Mental health problems and traits capturing psychopathology are common and often begin during adolescence. Decades of twin studies indicate that genetic factors explain around 50% of individual differences in adolescent psychopathology. In recent years, significant advances, particularly in genomics, have moved this work towards more translational findings.

METHODS

This review provides an overview of the past decade of genetically sensitive studies on adolescent development, covering both family and genomic studies in adolescents aged 10-24 years. We focus on five research themes: (1) co-occurrence or comorbidity between psychopathologies, (2) stability and change over time, (3) intergenerational transmission, (4) gene-environment interplay, and (5) psychological treatment outcomes.

RESULTS

First, research shows that much of the co-occurrence of psychopathologies in adolescence is explained by genetic factors, with widespread pleiotropic influences on many traits. Second, stability in psychopathology across adolescence is largely explained by persistent genetic influences, whereas change is explained by emerging genetic and environmental influences. Third, contemporary twin-family studies suggest that different co-occurring genetic and environmental mechanisms may account for the intergenerational transmission of psychopathology, with some differences across psychopathologies. Fourth, genetic influences on adolescent psychopathology are correlated with a wide range of environmental exposures.
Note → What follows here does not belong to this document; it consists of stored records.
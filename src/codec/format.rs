//! Description of the decoded output, announced to the client whenever it
//! may have changed.

use serde::Serialize;

use crate::codec::{
    configure::read_port_definition,
    constants::{MIME_AUDIO_RAW, MIME_VIDEO_RAW},
};
use crate::common::{
    errors::EngineError,
    types::{PortIndex, Rect},
};
use crate::hardware::{
    AudioCoding, HardwareUnit, ParamIndex, Parameter, PortFormat, query_optional,
};

#[derive(Debug, Clone, PartialEq, Serialize)]
#[serde(tag = "kind", rename_all = "camelCase")]
pub enum OutputFormat {
    #[serde(rename_all = "camelCase")]
    Video {
        mime: &'static str,
        width: u32,
        height: u32,
        stride: u32,
        slice_height: u32,
        color_format: u32,
        crop: Rect,
    },
    #[serde(rename_all = "camelCase")]
    Audio {
        mime: &'static str,
        channels: u32,
        sample_rate: u32,
        #[serde(skip_serializing_if = "Option::is_none")]
        channel_mask: Option<u32>,
    },
}

impl OutputFormat {
    /// Read the current output port definition (and crop, for video) from
    /// the unit.
    pub fn query(
        unit: &mut dyn HardwareUnit,
        channel_mask: Option<u32>,
    ) -> Result<Self, EngineError> {
        let def = read_port_definition(unit, PortIndex::Output)?;
        match def.format {
            PortFormat::Video(video) => {
                let crop = match query_optional(unit, ParamIndex::OutputCrop)? {
                    Some(Parameter::OutputCrop(rect)) => rect,
                    _ => Rect::full(video.width, video.height),
                };
                if !crop.fits_within(video.width, video.height) {
                    return Err(EngineError::Protocol(format!(
                        "crop {:?} exceeds {}x{} frame",
                        crop, video.width, video.height
                    )));
                }

                Ok(Self::Video {
                    mime: MIME_VIDEO_RAW,
                    width: video.width,
                    height: video.height,
                    stride: video.stride,
                    slice_height: video.slice_height,
                    color_format: video.color_format,
                    crop,
                })
            }
            PortFormat::Audio(audio) => {
                if audio.coding != AudioCoding::Pcm {
                    return Err(EngineError::Protocol(format!(
                        "audio output is {:?}, expected PCM",
                        audio.coding
                    )));
                }
                Ok(Self::Audio {
                    mime: MIME_AUDIO_RAW,
                    channels: audio.channels,
                    sample_rate: audio.sample_rate,
                    channel_mask,
                })
            }
        }
    }

    pub fn crop(&self) -> Option<Rect> {
        match self {
            Self::Video { crop, .. } => Some(*crop),
            Self::Audio { .. } => None,
        }
    }
}

#[cfg(test)]
mod tests {
    use super::*;
    use crate::hardware::{LoopbackConfig, LoopbackUnit};

    #[test]
    fn video_crop_defaults_to_full_frame() {
        let mut unit = LoopbackUnit::new(LoopbackConfig::default());
        let format = OutputFormat::query(&mut unit, None).unwrap();
        assert_eq!(format.crop(), Some(Rect::full(320, 240)));
    }

    #[test]
    fn crop_outside_frame_is_rejected() {
        let mut unit = LoopbackUnit::new(LoopbackConfig {
            crop: Some(Rect {
                left: 300,
                top: 0,
                width: 64,
                height: 64,
            }),
            ..LoopbackConfig::default()
        });
        assert!(OutputFormat::query(&mut unit, None).is_err());
    }
}
impl Default for LoopbackConfig {
    fn default() -> Self {
        Self {
            components: default_components(),
            unavailable: Vec::new(),
            input_buffers: default_buffer_count(),
            input_buffer_size: default_input_buffer_size(),
            output_buffers: default_buffer_count(),
            output_buffer_size: default_output_buffer_size(),
            min_buffers: default_min_buffers(),
            width: default_width(),
            height: default_height(),
            partial_frames: true,
            auto_complete: true,
            format_change_after: None,
            crop: None,
            fail_allocation_after: None,
        }
    }
}

fn default_components() -> Vec<ComponentInfo> {
    vec![
        ComponentInfo::new("loopback.avc.decoder", "video/avc", false),
        ComponentInfo::new("loopback.avc.decoder.secure", "video/avc", false),
        ComponentInfo::new("loopback.avc.encoder", "video/avc", true),
        ComponentInfo::new("loopback.hevc.decoder", "video/hevc", false),
        ComponentInfo::new("loopback.aac.decoder", "audio/mp4a-latm", false),
        ComponentInfo::new("loopback.aac.encoder", "audio/mp4a-latm", true),
        ComponentInfo::new("loopback.raw.decoder", "audio/raw", false),
    ]
}

fn default_buffer_count() -> u32 {
    4
}

fn default_min_buffers() -> u32 {
    2
}

fn default_input_buffer_size() -> usize {
    8 * 1024
}

fn default_output_buffer_size() -> usize {
    64 * 1024
}

fn default_width() -> u32 {
    320
}

fn default_height() -> u32 {
    240
}

fn default_true() -> bool {
    true
}

/// One recorded call into the unit.
#[derive(Debug, Clone, PartialEq)]
pub enum UnitCall {
    AllocateSession(String),
    ReleaseSession,
    GetParameter(ParamIndex),
    SetParameter(&'static str),
    SendCommand(UnitCommand),
    AllocateBuffer {
        port: PortIndex,
        size: usize,
    },
    UseGraphicBuffer {
        port: PortIndex,
        handle: GraphicHandle,
    },
    FreeBuffer {
        port: PortIndex,
        id: BufferId,
    },
    EmptyBuffer {
        id: BufferId,
        len: usize,
        flags: BufferFlags,
        timestamp_us: i64,
    },
    FillBuffer(BufferId),
}

struct PendingOutput {
    data: Bytes,
    flags: BufferFlags,
    timestamp_us: i64,
}

struct Inner {
    config: LoopbackConfig,
    sink: Option<EventSink>,
    component: Option<String>,
    role: Option<String>,
    state: UnitState,
    defs: [PortDefinition; 2],
    buffers: [Vec<BufferId>; 2],
    graphic: HashSet<BufferId>,
    held_output: VecDeque<BufferId>,
    pending: VecDeque<PendingOutput>,
    disabling: [bool; 2],
    enabling: [bool; 2],
    next_id: u32,
    allocations: usize,
    produced: usize,
    format_changed: bool,
    calls: Vec<UnitCall>,
}
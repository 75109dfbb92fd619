//! Everything that travels through the engine mailbox.

use bytes::Bytes;
use flume::WeakSender;

use crate::codec::{configure::CodecSetup, notify::StreamResult};
use crate::common::types::BufferId;
use crate::hardware::UnitEvent;
use crate::surface::BoxedSurface;

/// Which component to bind a session to.
#[derive(Debug, Clone, PartialEq, Eq)]
pub enum ComponentTarget {
    /// A specific component by name.
    Named(String),
    /// Every component the unit reports for this mime type, tried in order.
    ByMime { mime: String, encoder: bool },
}

/// Client commands.
pub enum Command {
    /// Allocate, configure and (when `auto_run`) start in one step.
    Setup {
        target: ComponentTarget,
        setup: Box<CodecSetup>,
        surface: Option<BoxedSurface>,
        auto_run: bool,
    },
    Allocate(ComponentTarget),
    Configure {
        setup: Box<CodecSetup>,
        surface: Option<BoxedSurface>,
    },
    Start,
    Flush,
    Resume,
    Shutdown {
        keep_session_alive: bool,
    },
    RequestKeyframe,
    SetBitrate(u32),
    SetKeyframeInterval(i32),
}

impl Command {
    pub fn name(&self) -> &'static str {
        match self {
            Self::Setup { .. } => "setup",
            Self::Allocate(_) => "allocate",
            Self::Configure { .. } => "configure",
            Self::Start => "start",
            Self::Flush => "flush",
            Self::Resume => "resume",
            Self::Shutdown { .. } => "shutdown",
            Self::RequestKeyframe => "request-keyframe",
            Self::SetBitrate(_) => "set-bitrate",
            Self::SetKeyframeInterval(_) => "set-keyframe-interval",
        }
    }
}

/// One access unit handed back in reply to a fill-this-buffer notification.
#[derive(Debug, Clone, PartialEq)]
pub struct AccessUnit {
    pub data: Bytes,
    pub timestamp_us: i64,
    pub end_of_stream: bool,
    pub codec_config: bool,
}

impl AccessUnit {
    pub fn new(data: impl Into<Bytes>, timestamp_us: i64) -> Self {
        Self {
            data: data.into(),
            timestamp_us,
            end_of_stream: false,
            codec_config: false,
        }
    }

    pub fn with_eos(mut self) -> Self {
        self.end_of_stream = true;
        self
    }

    pub fn with_codec_config(mut self) -> Self {
        self.codec_config = true;
        self
    }
}

/// Producer reply to fill-this-buffer.
#[derive(Debug, Clone, PartialEq)]
pub enum InputData {
    AccessUnit(AccessUnit),
    /// The producer has nothing more to give: it reached the end of its
    /// stream or failed.
    Exhausted(StreamResult),
}

pub enum Message {
    Command(Command),
    Unit(UnitEvent),
    InputBufferFilled { id: BufferId, input: InputData },
    OutputBufferDrained { id: BufferId, render: bool },
}

impl Message {
    pub fn name(&self) -> &'static str {
        match self {
            Self::Command(cmd) => cmd.name(),
            Self::Unit(event) => event.name(),
            Self::InputBufferFilled { .. } => "input-buffer-filled",
            Self::OutputBufferDrained { .. } => "output-buffer-drained",
        }
    }

    pub fn is_shutdown(&self) -> bool {
        matches!(self, Self::Command(Command::Shutdown { .. }))
    }
}

/// Where a hardware unit posts its events.
///
/// Holds only a weak reference to the mailbox: once every client handle is
/// gone, posting fails and the engine winds down.
#[derive(Clone)]
pub struct EventSink {
    tx: WeakSender<Message>,
}

impl EventSink {
    pub(crate) fn new(tx: WeakSender<Message>) -> Self {
        Self { tx }
    }

    /// Queue `event` for the engine. Returns `false` if the engine is gone.
    pub fn post(&self, event: UnitEvent) -> bool {
        match self.tx.upgrade() {
            Some(tx) => tx.send(Message::Unit(event)).is_ok(),
            None => false,
        }
    }
}

impl std::fmt::Debug for EventSink {
    fn fmt(&self, f: &mut std::fmt::Formatter<'_>) -> std::fmt::Result {
        f.debug_struct("EventSink").finish_non_exhaustive()
    }
}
However, the extent to which genetic factors interact with the environment remains unclear, as findings from both twin and genomic studies are inconsistent. Finally, a few studies suggest that genetic factors may play a role in psychological treatment response, but these findings have not yet been replicated.

CONCLUSIONS

Genetically sensitive research on adolescent psychopathology has progressed significantly in the past decade, with family and twin findings starting to be replicated at the genomic level. However, important gaps remain in the literature, and we conclude by providing suggestions of research questions that still need to be addressed.